YOUR GOAL. The line that contains "let grid = Grid::new(1, 4, 100.0);" marks the start. Output it and all remaining lines exactly, through the final line of the listing.

DATA IN THIS EXERCISE.
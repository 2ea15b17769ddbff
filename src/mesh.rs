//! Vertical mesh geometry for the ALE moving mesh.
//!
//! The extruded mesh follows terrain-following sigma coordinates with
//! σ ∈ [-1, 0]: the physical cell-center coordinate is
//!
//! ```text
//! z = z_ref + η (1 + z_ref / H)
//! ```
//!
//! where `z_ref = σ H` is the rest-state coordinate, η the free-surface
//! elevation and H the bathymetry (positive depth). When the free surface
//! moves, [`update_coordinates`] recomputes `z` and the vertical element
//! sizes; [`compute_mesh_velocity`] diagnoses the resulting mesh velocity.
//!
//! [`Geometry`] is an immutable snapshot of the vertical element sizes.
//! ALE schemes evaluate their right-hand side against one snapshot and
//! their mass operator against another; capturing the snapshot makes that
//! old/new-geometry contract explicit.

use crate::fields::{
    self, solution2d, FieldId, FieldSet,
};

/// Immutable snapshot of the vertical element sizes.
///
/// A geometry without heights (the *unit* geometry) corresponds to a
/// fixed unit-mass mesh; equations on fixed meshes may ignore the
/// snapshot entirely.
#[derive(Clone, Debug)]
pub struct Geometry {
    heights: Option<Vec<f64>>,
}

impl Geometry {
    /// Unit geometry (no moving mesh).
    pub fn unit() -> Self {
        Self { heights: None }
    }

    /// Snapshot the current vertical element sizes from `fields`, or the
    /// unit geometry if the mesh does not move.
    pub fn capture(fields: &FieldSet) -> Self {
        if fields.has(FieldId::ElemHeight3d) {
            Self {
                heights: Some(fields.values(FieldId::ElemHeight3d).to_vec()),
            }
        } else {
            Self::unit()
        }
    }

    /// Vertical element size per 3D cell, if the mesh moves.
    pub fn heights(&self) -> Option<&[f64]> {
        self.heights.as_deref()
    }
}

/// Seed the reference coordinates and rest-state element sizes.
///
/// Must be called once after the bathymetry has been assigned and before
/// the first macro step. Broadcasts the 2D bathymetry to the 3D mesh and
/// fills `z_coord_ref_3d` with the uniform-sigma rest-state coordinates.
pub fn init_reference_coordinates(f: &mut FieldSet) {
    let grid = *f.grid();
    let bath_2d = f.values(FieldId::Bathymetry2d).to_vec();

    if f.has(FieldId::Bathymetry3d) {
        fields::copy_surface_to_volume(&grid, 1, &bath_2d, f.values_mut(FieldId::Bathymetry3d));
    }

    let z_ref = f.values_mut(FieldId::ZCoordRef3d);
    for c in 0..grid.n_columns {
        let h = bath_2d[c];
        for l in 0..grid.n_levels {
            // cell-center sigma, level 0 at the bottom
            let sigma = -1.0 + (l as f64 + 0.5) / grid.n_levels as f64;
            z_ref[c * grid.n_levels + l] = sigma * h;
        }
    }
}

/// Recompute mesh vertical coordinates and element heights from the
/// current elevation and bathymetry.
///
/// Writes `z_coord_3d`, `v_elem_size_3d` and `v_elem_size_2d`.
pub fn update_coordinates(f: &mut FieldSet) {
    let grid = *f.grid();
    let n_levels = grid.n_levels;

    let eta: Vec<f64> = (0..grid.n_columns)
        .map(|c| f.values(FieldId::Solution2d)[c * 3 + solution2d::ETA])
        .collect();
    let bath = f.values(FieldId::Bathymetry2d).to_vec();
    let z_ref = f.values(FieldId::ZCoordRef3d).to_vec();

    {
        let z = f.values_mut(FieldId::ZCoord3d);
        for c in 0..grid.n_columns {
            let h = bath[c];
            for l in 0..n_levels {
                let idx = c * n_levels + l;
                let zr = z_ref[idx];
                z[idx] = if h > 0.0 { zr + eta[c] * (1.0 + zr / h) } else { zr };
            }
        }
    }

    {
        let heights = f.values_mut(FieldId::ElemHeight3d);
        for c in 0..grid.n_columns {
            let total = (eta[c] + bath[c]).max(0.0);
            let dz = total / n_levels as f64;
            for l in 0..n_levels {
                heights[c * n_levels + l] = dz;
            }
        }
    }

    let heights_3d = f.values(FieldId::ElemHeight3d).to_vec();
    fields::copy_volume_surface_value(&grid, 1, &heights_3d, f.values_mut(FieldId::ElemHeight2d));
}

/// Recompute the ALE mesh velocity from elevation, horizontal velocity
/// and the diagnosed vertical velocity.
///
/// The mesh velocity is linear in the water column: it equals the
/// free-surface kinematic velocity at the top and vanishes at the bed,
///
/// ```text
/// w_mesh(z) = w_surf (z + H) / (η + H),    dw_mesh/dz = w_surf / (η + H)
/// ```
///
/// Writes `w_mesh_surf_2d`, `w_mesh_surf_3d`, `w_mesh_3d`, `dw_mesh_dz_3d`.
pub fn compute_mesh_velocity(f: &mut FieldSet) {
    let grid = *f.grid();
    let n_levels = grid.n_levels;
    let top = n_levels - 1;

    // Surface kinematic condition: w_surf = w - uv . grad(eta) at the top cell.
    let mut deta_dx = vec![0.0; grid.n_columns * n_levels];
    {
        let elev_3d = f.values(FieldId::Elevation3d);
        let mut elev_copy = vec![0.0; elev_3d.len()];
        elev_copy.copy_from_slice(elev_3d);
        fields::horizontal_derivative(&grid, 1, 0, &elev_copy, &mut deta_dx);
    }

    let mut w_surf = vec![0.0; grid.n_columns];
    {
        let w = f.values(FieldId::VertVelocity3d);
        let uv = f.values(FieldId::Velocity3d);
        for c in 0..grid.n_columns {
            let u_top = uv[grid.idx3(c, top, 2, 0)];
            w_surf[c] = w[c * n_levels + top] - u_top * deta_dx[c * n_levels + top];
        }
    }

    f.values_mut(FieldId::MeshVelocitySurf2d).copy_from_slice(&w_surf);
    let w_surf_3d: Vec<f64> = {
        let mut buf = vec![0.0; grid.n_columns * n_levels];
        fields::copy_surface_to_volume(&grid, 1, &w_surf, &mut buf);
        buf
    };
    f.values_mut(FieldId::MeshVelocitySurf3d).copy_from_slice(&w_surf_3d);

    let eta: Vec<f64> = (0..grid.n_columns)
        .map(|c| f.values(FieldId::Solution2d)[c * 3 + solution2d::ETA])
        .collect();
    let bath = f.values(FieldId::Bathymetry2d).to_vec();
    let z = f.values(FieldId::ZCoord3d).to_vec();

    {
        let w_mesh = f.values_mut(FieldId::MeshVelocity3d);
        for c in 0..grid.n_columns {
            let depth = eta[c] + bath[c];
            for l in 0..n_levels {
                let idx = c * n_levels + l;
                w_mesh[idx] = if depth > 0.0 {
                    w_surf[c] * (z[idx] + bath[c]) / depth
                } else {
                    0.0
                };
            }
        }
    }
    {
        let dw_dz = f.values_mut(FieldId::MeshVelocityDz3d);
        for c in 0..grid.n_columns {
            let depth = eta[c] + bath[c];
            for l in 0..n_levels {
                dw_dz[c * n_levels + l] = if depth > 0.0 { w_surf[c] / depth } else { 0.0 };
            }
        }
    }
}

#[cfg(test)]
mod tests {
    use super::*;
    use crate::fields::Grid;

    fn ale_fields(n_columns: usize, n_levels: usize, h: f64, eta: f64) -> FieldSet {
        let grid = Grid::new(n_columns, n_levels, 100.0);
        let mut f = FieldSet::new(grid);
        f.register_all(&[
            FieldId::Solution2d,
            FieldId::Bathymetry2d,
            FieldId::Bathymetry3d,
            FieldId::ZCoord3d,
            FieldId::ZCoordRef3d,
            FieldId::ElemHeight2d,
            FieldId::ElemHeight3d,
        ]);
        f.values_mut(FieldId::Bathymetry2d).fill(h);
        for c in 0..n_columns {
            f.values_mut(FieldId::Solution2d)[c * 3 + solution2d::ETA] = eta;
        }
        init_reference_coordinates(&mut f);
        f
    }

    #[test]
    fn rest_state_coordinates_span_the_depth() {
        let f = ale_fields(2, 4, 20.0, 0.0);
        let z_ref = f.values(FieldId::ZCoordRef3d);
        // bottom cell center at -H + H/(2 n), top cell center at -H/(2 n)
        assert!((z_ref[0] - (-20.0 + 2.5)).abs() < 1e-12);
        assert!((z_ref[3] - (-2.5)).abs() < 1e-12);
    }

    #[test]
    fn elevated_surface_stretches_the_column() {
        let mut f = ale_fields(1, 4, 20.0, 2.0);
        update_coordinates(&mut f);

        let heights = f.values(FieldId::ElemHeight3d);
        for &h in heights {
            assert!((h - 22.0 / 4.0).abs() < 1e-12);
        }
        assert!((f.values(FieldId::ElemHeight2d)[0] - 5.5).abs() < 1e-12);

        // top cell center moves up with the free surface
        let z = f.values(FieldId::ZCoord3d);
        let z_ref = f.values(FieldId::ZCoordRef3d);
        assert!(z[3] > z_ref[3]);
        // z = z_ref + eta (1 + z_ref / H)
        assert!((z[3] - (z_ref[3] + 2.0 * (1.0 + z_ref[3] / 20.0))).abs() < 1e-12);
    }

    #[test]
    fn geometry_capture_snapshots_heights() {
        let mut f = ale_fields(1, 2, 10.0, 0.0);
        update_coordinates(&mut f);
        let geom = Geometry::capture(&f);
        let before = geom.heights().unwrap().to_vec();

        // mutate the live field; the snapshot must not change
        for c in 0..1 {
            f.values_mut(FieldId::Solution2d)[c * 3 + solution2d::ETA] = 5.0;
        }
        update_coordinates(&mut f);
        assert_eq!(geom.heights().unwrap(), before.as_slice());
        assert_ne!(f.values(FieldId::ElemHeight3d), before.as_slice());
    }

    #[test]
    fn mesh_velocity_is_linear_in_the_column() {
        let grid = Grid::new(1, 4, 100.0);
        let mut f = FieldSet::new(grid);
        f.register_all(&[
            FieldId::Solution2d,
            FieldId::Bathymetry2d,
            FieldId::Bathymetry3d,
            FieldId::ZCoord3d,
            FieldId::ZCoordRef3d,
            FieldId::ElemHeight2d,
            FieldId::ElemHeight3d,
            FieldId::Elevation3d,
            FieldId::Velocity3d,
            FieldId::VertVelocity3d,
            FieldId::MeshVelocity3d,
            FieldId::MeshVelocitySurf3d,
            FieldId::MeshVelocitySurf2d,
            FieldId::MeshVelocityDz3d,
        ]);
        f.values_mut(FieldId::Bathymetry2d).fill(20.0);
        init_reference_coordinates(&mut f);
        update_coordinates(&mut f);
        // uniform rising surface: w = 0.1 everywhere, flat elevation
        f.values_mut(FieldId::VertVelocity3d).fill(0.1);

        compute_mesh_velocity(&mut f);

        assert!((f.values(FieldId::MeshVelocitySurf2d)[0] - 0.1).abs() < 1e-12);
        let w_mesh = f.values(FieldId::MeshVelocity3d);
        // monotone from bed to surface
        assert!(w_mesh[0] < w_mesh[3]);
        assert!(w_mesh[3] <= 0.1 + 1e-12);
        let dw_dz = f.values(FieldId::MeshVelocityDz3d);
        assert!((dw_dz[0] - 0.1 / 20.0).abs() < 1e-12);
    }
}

OUTPUT FOR THIS TASK.
        let grid = Grid::new(1, 4, 100.0);
        let mut f = FieldSet::new(grid);
        f.register_all(&[
            FieldId::Solution2d,
            FieldId::Bathymetry2d,
            FieldId::Bathymetry3d,
            FieldId::ZCoord3d,
            FieldId::ZCoordRef3d,
            FieldId::ElemHeight2d,
            FieldId::ElemHeight3d,
            FieldId::Elevation3d,
            FieldId::Velocity3d,
            FieldId::VertVelocity3d,
            FieldId::MeshVelocity3d,
            FieldId::MeshVelocitySurf3d,
            FieldId::MeshVelocitySurf2d,
            FieldId::MeshVelocityDz3d,
        ]);
        f.values_mut(FieldId::Bathymetry2d).fill(20.0);
        init_reference_coordinates(&mut f);
        update_coordinates(&mut f);
        // uniform rising surface: w = 0.1 everywhere, flat elevation
        f.values_mut(FieldId::VertVelocity3d).fill(0.1);

        compute_mesh_velocity(&mut f);

        assert!((f.values(FieldId::MeshVelocitySurf2d)[0] - 0.1).abs() < 1e-12);
        let w_mesh = f.values(FieldId::MeshVelocity3d);
        // monotone from bed to surface
        assert!(w_mesh[0] < w_mesh[3]);
        assert!(w_mesh[3] <= 0.1 + 1e-12);
        let dw_dz = f.values(FieldId::MeshVelocityDz3d);
        assert!((dw_dz[0] - 0.1 / 20.0).abs() < 1e-12);
    }
}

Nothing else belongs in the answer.